Mountainous region of Virginia in the westernmost part of the commonwealth

Southwest Virginia at its greatest geographical definition

Southwest Virginia, often abbreviated as SWVA, is a mountainous region of Virginia in the westernmost part of the commonwealth. Located within the broader region of western Virginia, Southwest Virginia has been defined alternatively as all Virginia counties on the Appalachian Plateau, all Virginia counties west of the Eastern Continental Divide, or at its greatest expanse, as far east as Blacksburg and Roanoke. Another geographic categorization of the region places it as those counties within the Tennessee River watershed. Regardless of how borders are drawn, Southwest Virginia differs from the rest of the commonwealth in that its culture is more closely associated with Appalachia than the other regions of Virginia. Historically, the region has been and remains a rural area, but in the 20th century, coal mining became an important part of its economy. With the decline in the number of coal jobs and the decline of tobacco as a cash crop, Southwest Virginia is increasingly turning to tourism as a source of economic development. Collectively, Southwest Virginia's craft, music, agritourism and outdoor recreation are referred to as the region's "creative economy."

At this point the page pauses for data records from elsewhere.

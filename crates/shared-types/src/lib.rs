//! # Shared Types Crate
//!
//! Consensus primitives shared by the slashing pipeline and its
//! collaborators.
//!
//! ## Design Principles
//!
//! - **Single Source of Truth**: every type that crosses a crate boundary is
//!   defined here.
//! - **Plain Values**: entities are immutable data; behaviour lives in the
//!   subsystem crates.

pub mod entities;

pub use entities::*;
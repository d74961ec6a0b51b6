//! # Canonical Index Validation
//!
//! Slashing evidence is compared by exact index sequence, so an indexed
//! attestation has exactly one accepted encoding: strictly ascending,
//! duplicate-free and within the committee bound.

use super::entities::IndexedAttestation;
use crate::error::{SlasherError, SlasherResult};
use shared_types::{AttestationData, ValidatorIndex};

/// Check the index list of an attestation.
///
/// Missing data or a missing target checkpoint is reported before the
/// index list is looked at.
pub fn validate_indexed_attestation(
    attestation: &IndexedAttestation,
    max_validators_per_committee: usize,
) -> SlasherResult<&AttestationData> {
    let data = attestation
        .data
        .as_ref()
        .ok_or(SlasherError::MissingData("attestation data"))?;
    if data.target.is_none() {
        return Err(SlasherError::MissingData("target checkpoint"));
    }

    validate_attesting_indices(&attestation.attesting_indices, max_validators_per_committee)?;
    Ok(data)
}

/// Reject index lists that are too long or not uniquely sorted.
pub fn validate_attesting_indices(
    indices: &[ValidatorIndex],
    max_validators_per_committee: usize,
) -> SlasherResult<()> {
    if indices.len() > max_validators_per_committee {
        return Err(SlasherError::TooManyIndices {
            count: indices.len(),
            max: max_validators_per_committee,
        });
    }

    let mut canonical = indices.to_vec();
    canonical.sort_unstable();
    canonical.dedup();

    if canonical != indices {
        return Err(SlasherError::NonCanonicalIndices);
    }
    Ok(())
}
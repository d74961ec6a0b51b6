//! Driven Ports (SPI - Outbound Dependencies)
//!
//! Collaborators the pipeline calls. All of them may be remote and may be
//! shared with other callers; the pipeline never assumes exclusive access.

use crate::domain::{AttesterSlashing, BlsPublicKey, IndexedAttestation};
use crate::error::PipelineStage;
use async_trait::async_trait;
use shared_types::{Epoch, Fork, Hash, ValidatorIndex};
use std::collections::HashMap;
use thiserror::Error;

/// Error from fork or genesis lookups.
#[derive(Debug, Error)]
pub enum ProviderError {
    #[error("No fork scheduled for epoch {epoch}")]
    NoForkForEpoch { epoch: Epoch },

    #[error("Malformed fork schedule: {reason}")]
    MalformedSchedule { reason: String },

    #[error("Provider unavailable: {0}")]
    Unavailable(String),
}

/// Error from public key resolution.
#[derive(Debug, Error)]
pub enum KeystoreError {
    #[error("Unknown validator index {0}")]
    UnknownValidator(ValidatorIndex),

    #[error("Keystore unavailable: {0}")]
    Unavailable(String),
}

/// Error from the attestation store.
#[derive(Debug, Error)]
pub enum StoreError {
    #[error("Storage error: {0}")]
    Database(String),
}

/// Error from the slashing detector.
#[derive(Debug, Error)]
pub enum DetectorError {
    #[error("Detector unavailable: {0}")]
    Unavailable(String),

    #[error("Span update failed: {0}")]
    SpanUpdate(String),
}

/// Fork schedule and genesis metadata.
#[async_trait]
pub trait ForkProvider: Send + Sync {
    /// Fork in force at `epoch`.
    async fn fork_at(&self, epoch: Epoch) -> Result<Fork, ProviderError>;

    async fn genesis_validators_root(&self) -> Result<Hash, ProviderError>;
}

/// Public key lookup by validator index.
#[async_trait]
pub trait Keystore: Send + Sync {
    /// Keys for every index in `indices`.
    ///
    /// Must fail instead of returning a partial mapping when any index is
    /// unknown.
    async fn resolve_public_keys(
        &self,
        indices: &[ValidatorIndex],
    ) -> Result<HashMap<ValidatorIndex, BlsPublicKey>, KeystoreError>;
}

/// Append-only store of verified attestations.
#[async_trait]
pub trait AttestationStore: Send + Sync {
    /// Persist `attestation`. Saving an identical attestation twice must
    /// leave the store unchanged.
    async fn save_indexed_attestation(
        &self,
        attestation: &IndexedAttestation,
    ) -> Result<(), StoreError>;
}

/// Double-vote and surround-vote detection.
#[async_trait]
pub trait SlashingDetector: Send + Sync {
    /// Slashings proven by `attestation` against previously seen votes.
    async fn detect_attester_slashings(
        &self,
        attestation: &IndexedAttestation,
    ) -> Result<Vec<AttesterSlashing>, DetectorError>;

    /// Record `attestation` so later conflicting votes are caught.
    async fn update_spans(&self, attestation: &IndexedAttestation) -> Result<(), DetectorError>;
}

/// Observability sink injected into the service.
pub trait SlasherMetrics: Send + Sync {
    fn attestation_received(&self);

    /// A submission stopped at `stage` with an error.
    fn attestation_rejected(&self, stage: PipelineStage);

    fn stage_reached(&self, stage: PipelineStage);

    fn slashings_detected(&self, count: usize);

    fn span_update_failed(&self);
}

Counties that have been included in the definition of Southwest Virginia include: Alleghany, Bedford, Bland, Botetourt, Buchanan, Carroll, Craig, Dickenson, Floyd, Franklin, Giles, Grayson, Henry, Lee, Montgomery, Patrick, Pulaski, Roanoke, Rockbridge, Russell, Scott, Smyth, Tazewell, Washington, Wise, and Wythe.

Unlike other states in the U.S., Virginia draws a sharp distinction between cities and other incorporated communities, all of which are designated as towns. Under state law, all municipalities incorporated as cities are independent of any county. By contrast, places incorporated as towns are included within counties. Independent cities in Southwest Virginia include Bristol, Buena Vista, Covington, Galax, Lexington, Martinsville, Norton, Radford, Roanoke, and Salem.

==Culture==
The culture of Southwest Virginia is more consistent with the wider Appalachian region than with the rest of the state of Virginia. This is due in large part to the geographical diversity of the state, with the Appalachian and Blue Ridge mountains dominating the region.

==History==

Map of the Appalachian-Blue Ridge forests.

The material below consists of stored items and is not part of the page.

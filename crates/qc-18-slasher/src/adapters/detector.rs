//! # In-Memory Slashing Detector
//!
//! Enforces the two attester commandments against every vote recorded so
//! far:
//!
//! 1. No Double Vote: two different votes for the same target epoch
//! 2. No Surround Vote: a vote `S->T` alongside a vote `S'->T'` where
//!    `S < S'` and `T' < T`
//!
//! History is unbounded. Long-running nodes want a span-based detector.

use crate::domain::{AttesterSlashing, IndexedAttestation};
use crate::ports::outbound::{DetectorError, SlashingDetector};
use async_trait::async_trait;
use parking_lot::RwLock;
use shared_types::{Epoch, ValidatorIndex};
use std::collections::{BTreeSet, HashMap};

#[derive(Debug, Default)]
struct DetectorState {
    /// Every recorded attestation, once
    attestations: Vec<IndexedAttestation>,
    /// Validator -> positions in `attestations`
    by_validator: HashMap<ValidatorIndex, Vec<usize>>,
}

/// Detector that keeps the full vote history in memory.
#[derive(Debug, Default)]
pub struct InMemorySlashingDetector {
    state: RwLock<DetectorState>,
}

impl InMemorySlashingDetector {
    pub fn new() -> Self {
        Self::default()
    }

    /// Number of distinct attestations recorded.
    pub fn recorded(&self) -> usize {
        self.state.read().attestations.len()
    }

    /// Attestations recorded for `validator`.
    pub fn history_of(&self, validator: ValidatorIndex) -> Vec<IndexedAttestation> {
        let state = self.state.read();
        state
            .by_validator
            .get(&validator)
            .map(|positions| {
                positions
                    .iter()
                    .map(|&p| state.attestations[p].clone())
                    .collect()
            })
            .unwrap_or_default()
    }
}

/// `(source, target)` epochs, when the attestation carries both.
fn vote(attestation: &IndexedAttestation) -> Option<(Epoch, Epoch)> {
    let data = attestation.data.as_ref()?;
    Some((data.source?.epoch, data.target?.epoch))
}

fn is_double_vote(a: &IndexedAttestation, b: &IndexedAttestation) -> bool {
    match (vote(a), vote(b)) {
        (Some((_, ta)), Some((_, tb))) => ta == tb && a.data != b.data,
        _ => false,
    }
}

fn surrounds(outer: (Epoch, Epoch), inner: (Epoch, Epoch)) -> bool {
    outer.0 < inner.0 && inner.1 < outer.1
}

fn is_surround_vote(a: &IndexedAttestation, b: &IndexedAttestation) -> bool {
    match (vote(a), vote(b)) {
        (Some(va), Some(vb)) => surrounds(va, vb) || surrounds(vb, va),
        _ => false,
    }
}

#[async_trait]
impl SlashingDetector for InMemorySlashingDetector {
    async fn detect_attester_slashings(
        &self,
        attestation: &IndexedAttestation,
    ) -> Result<Vec<AttesterSlashing>, DetectorError> {
        let state = self.state.read();

        // One slashing per conflicting attestation, however many validators
        // it shares with the new one.
        let mut conflicting = BTreeSet::new();
        for validator in &attestation.attesting_indices {
            let Some(positions) = state.by_validator.get(validator) else {
                continue;
            };
            for &position in positions {
                let previous = &state.attestations[position];
                if is_double_vote(previous, attestation) || is_surround_vote(previous, attestation)
                {
                    conflicting.insert(position);
                }
            }
        }

        let slashings: Vec<AttesterSlashing> = conflicting
            .into_iter()
            .map(|position| AttesterSlashing {
                attestation_1: state.attestations[position].clone(),
                attestation_2: attestation.clone(),
            })
            .collect();

        if !slashings.is_empty() {
            tracing::debug!(count = slashings.len(), "[qc-18] Conflicting votes found");
        }
        Ok(slashings)
    }

    async fn update_spans(&self, attestation: &IndexedAttestation) -> Result<(), DetectorError> {
        let mut state = self.state.write();
        if state.attestations.contains(attestation) {
            return Ok(());
        }

        let position = state.attestations.len();
        state.attestations.push(attestation.clone());
        for &validator in &attestation.attesting_indices {
            state.by_validator.entry(validator).or_default().push(position);
        }
        Ok(())
    }
}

Southwest Virginia was among the last parts of the state to be settled by Europeans, in a flow of migrations that consisted mainly of English, German, and Scots-Irish and Irish immigrants. A major route of migration to the region was the Great Wagon Road through the Great Appalachian Valley. At present-day Roanoke there was an important fork in the wagon road, with one branch passing through the Blue Ridge and into the Piedmont region, and the other branch, called the Wilderness Road, continuing southwest to Tennessee and Kentucky. Much of the area was protected by a series of forts constructed around the time of Lord Dunmore's War, some of which later became the seats of future counties.

The first major industry in Southwest Virginia — which laid the foundation for the regionally important town of Abingdon — was salt. In Saltville (a small town now located on the Smyth-Washington county line), salt was (and still is) produced by using water to extract salt from the ground.

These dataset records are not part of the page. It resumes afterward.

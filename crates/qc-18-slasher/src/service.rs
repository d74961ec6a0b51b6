//! # Slasher Service
//!
//! Application service that implements the `SlasherApi` inbound port.
//!
//! ## Pipeline
//!
//! ```text
//! Received → IndicesValidated → DomainResolved → KeysResolved
//!          → SignatureVerified → Persisted → Detected
//!          → SpansUpdated | SpanUpdateSkippedOnError
//! ```
//!
//! The first failing stage ends the run. Nothing is written before the
//! signature has verified, and a stored attestation is never rolled back.

use crate::config::SlasherConfig;
use crate::domain::{
    convert_to_indexed, IndexedAttestation, IndexedAttestationVerifier, RawAttestation,
    SignedBlockHeader,
};
use crate::error::{PipelineStage, SlasherError, SlasherResult};
use crate::metrics::NoopMetrics;
use crate::ports::inbound::{OperationContext, SlasherApi, SlashingResponse};
use crate::ports::outbound::{
    AttestationStore, ForkProvider, Keystore, KeystoreError, SlasherMetrics, SlashingDetector,
};
use async_trait::async_trait;
use shared_types::ValidatorIndex;
use std::future::Future;
use std::sync::Arc;
use tracing::Instrument;

/// Slashing report pipeline.
///
/// Holds shared handles to its collaborators and no mutable state of its
/// own, so any number of submissions may run at once.
pub struct SlasherService<F, K, S, D>
where
    F: ForkProvider,
    K: Keystore,
    S: AttestationStore,
    D: SlashingDetector,
{
    config: SlasherConfig,
    verifier: IndexedAttestationVerifier,
    fork_provider: Arc<F>,
    keystore: Arc<K>,
    store: Arc<S>,
    detector: Arc<D>,
    metrics: Arc<dyn SlasherMetrics>,
}

impl<F, K, S, D> SlasherService<F, K, S, D>
where
    F: ForkProvider,
    K: Keystore,
    S: AttestationStore,
    D: SlashingDetector,
{
    /// Create a new slasher service with metrics disabled.
    pub fn new(
        config: SlasherConfig,
        fork_provider: Arc<F>,
        keystore: Arc<K>,
        store: Arc<S>,
        detector: Arc<D>,
    ) -> Self {
        Self {
            verifier: IndexedAttestationVerifier::from_config(&config),
            config,
            fork_provider,
            keystore,
            store,
            detector,
            metrics: Arc::new(NoopMetrics),
        }
    }

    /// Replace the metrics sink.
    pub fn with_metrics(mut self, metrics: Arc<dyn SlasherMetrics>) -> Self {
        self.metrics = metrics;
        self
    }

    pub fn config(&self) -> &SlasherConfig {
        &self.config
    }

    /// Run `attestation` through every stage, reporting the outcome to the
    /// metrics sink.
    async fn process(
        &self,
        ctx: &OperationContext,
        attestation: IndexedAttestation,
    ) -> SlasherResult<SlashingResponse> {
        self.metrics.attestation_received();

        let result = self.run_pipeline(ctx, &attestation).await;
        match &result {
            Ok(response) => {
                tracing::debug!(
                    reached = %response.reached,
                    slashings = response.attester_slashings.len(),
                    "[qc-18] Attestation processed"
                );
            }
            Err(e) => {
                self.metrics.attestation_rejected(e.stage());
                if e.is_internal() {
                    tracing::error!(stage = %e.stage(), "[qc-18] Attestation failed: {}", e);
                } else {
                    tracing::warn!(stage = %e.stage(), "[qc-18] Attestation rejected: {}", e);
                }
            }
        }
        result
    }

    async fn run_pipeline(
        &self,
        ctx: &OperationContext,
        attestation: &IndexedAttestation,
    ) -> SlasherResult<SlashingResponse> {
        if ctx.is_cancelled() {
            return Err(SlasherError::Cancelled);
        }

        // Structural checks run before any collaborator is contacted.
        let data = self.verifier.validate(attestation)?;
        self.reached(PipelineStage::IndicesValidated);

        let target_epoch = data
            .target_epoch()
            .ok_or(SlasherError::MissingData("target checkpoint"))?;
        let fork = cancellable(ctx, async {
            self.fork_provider
                .fork_at(target_epoch)
                .await
                .map_err(|e| SlasherError::DomainComputation(e.to_string()))
        })
        .await?;
        let genesis_validators_root = cancellable(ctx, async {
            self.fork_provider
                .genesis_validators_root()
                .await
                .map_err(|e| SlasherError::DomainComputation(e.to_string()))
        })
        .await?;
        let signing_root = self
            .verifier
            .signing_root(data, &fork, &genesis_validators_root)?;
        self.reached(PipelineStage::DomainResolved);

        let indices = &attestation.attesting_indices;
        let public_keys = if indices.is_empty() {
            Vec::new()
        } else {
            let resolved = cancellable(ctx, async {
                self.keystore
                    .resolve_public_keys(indices)
                    .await
                    .map_err(keystore_error)
            })
            .await?;
            self.verifier.collect_public_keys(indices, &resolved)?
        };
        self.reached(PipelineStage::KeysResolved);

        self.verifier
            .verify_signature(&signing_root, &public_keys, attestation)?;
        self.reached(PipelineStage::SignatureVerified);

        cancellable(ctx, async {
            self.store
                .save_indexed_attestation(attestation)
                .await
                .map_err(|e| SlasherError::Persistence(e.to_string()))
        })
        .await?;
        self.reached(PipelineStage::Persisted);

        let attester_slashings = cancellable(ctx, async {
            self.detector
                .detect_attester_slashings(attestation)
                .await
                .map_err(|e| SlasherError::Detection(e.to_string()))
        })
        .await?;
        self.reached(PipelineStage::Detected);

        if !attester_slashings.is_empty() {
            self.metrics.slashings_detected(attester_slashings.len());
            tracing::warn!(
                count = attester_slashings.len(),
                target_epoch,
                "[qc-18] Attester slashing detected"
            );
            return Ok(SlashingResponse {
                attester_slashings,
                span_update_error: None,
                reached: PipelineStage::Detected,
            });
        }

        let span_update = cancellable(ctx, async {
            self.detector
                .update_spans(attestation)
                .await
                .map_err(|e| SlasherError::SpanUpdate(e.to_string()))
        })
        .await;

        match span_update {
            Ok(()) => {
                self.reached(PipelineStage::SpansUpdated);
                Ok(SlashingResponse {
                    attester_slashings,
                    span_update_error: None,
                    reached: PipelineStage::SpansUpdated,
                })
            }
            // Cancellation still aborts the call; only detector failures are
            // downgraded.
            Err(SlasherError::Cancelled) => Err(SlasherError::Cancelled),
            Err(e) => {
                tracing::error!("[qc-18] Could not update spans: {}", e);
                self.metrics.span_update_failed();
                self.reached(PipelineStage::SpanUpdateSkippedOnError);
                Ok(SlashingResponse {
                    attester_slashings,
                    span_update_error: Some(e),
                    reached: PipelineStage::SpanUpdateSkippedOnError,
                })
            }
        }
    }

    fn reached(&self, stage: PipelineStage) {
        tracing::trace!(stage = %stage, "[qc-18] Stage complete");
        self.metrics.stage_reached(stage);
    }
}

#[async_trait]
impl<F, K, S, D> SlasherApi for SlasherService<F, K, S, D>
where
    F: ForkProvider,
    K: Keystore,
    S: AttestationStore,
    D: SlashingDetector,
{
    async fn submit_indexed_attestation(
        &self,
        ctx: &OperationContext,
        attestation: IndexedAttestation,
    ) -> SlasherResult<SlashingResponse> {
        let span = tracing::info_span!(
            "submit_indexed_attestation",
            correlation_id = %ctx.correlation_id,
            attesters = attestation.attesting_indices.len()
        );
        self.process(ctx, attestation).instrument(span).await
    }

    async fn submit_attestation(
        &self,
        ctx: &OperationContext,
        attestation: RawAttestation,
        committee: &[ValidatorIndex],
    ) -> SlasherResult<SlashingResponse> {
        let indexed = convert_to_indexed(&attestation, committee);
        let span = tracing::info_span!(
            "submit_attestation",
            correlation_id = %ctx.correlation_id,
            committee_size = committee.len(),
            attesters = indexed.attesting_indices.len()
        );
        self.process(ctx, indexed).instrument(span).await
    }

    async fn is_slashable_block(
        &self,
        ctx: &OperationContext,
        header: SignedBlockHeader,
    ) -> SlasherResult<SlashingResponse> {
        tracing::debug!(
            correlation_id = %ctx.correlation_id,
            slot = header.slot,
            proposer_index = header.proposer_index,
            "[qc-18] Block slashing check requested"
        );
        Err(SlasherError::Unimplemented("proposer slashing detection"))
    }
}

/// Race `fut` against the caller's cancellation token.
async fn cancellable<T, Fut>(ctx: &OperationContext, fut: Fut) -> SlasherResult<T>
where
    Fut: Future<Output = SlasherResult<T>>,
{
    tokio::select! {
        biased;
        _ = ctx.cancel.cancelled() => Err(SlasherError::Cancelled),
        result = fut => result,
    }
}

fn keystore_error(err: KeystoreError) -> SlasherError {
    match err {
        KeystoreError::UnknownValidator(validator_index) => {
            SlasherError::UnknownValidator { validator_index }
        }
        KeystoreError::Unavailable(reason) => SlasherError::KeystoreUnavailable(reason),
    }
}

Many of the present day counties were formed from larger counties which were broken up as the populations in the region continued to grow. Southwest Virginia is also the result of parts of Virginia which broke off or revolted, such as Kentucky and West Virginia. During the American Revolution, residents from southwest Virginia were among those who participated in the Battle of King's Mountain, which occurred in South Carolina.

In the Civil War, Southwest Virginia was deeply divided between sentiment for the Union and the Confederacy and was subject to guerilla warfare. The only major battles to occur in the area were the Smyth County First and Second Battles of Saltville and of Marion, while many skirmishes occurred throughout much of the region. In 1864, Union General George Stoneman led a devastating raid into Southwest Virginia, destroying the saltworks in Saltville and burning all that he thought useful to the Confederates. At the time, the saltworks were considered a very important strategic target.

In the late 1800s and early 1900s, extractive industries became important in the region, especially the cutting of timber and coal mining. The coalfield region has experienced a significant loss of population over the last generation, resulting in shrinking political representation and a variety of local issues, including the need to consolidate schools.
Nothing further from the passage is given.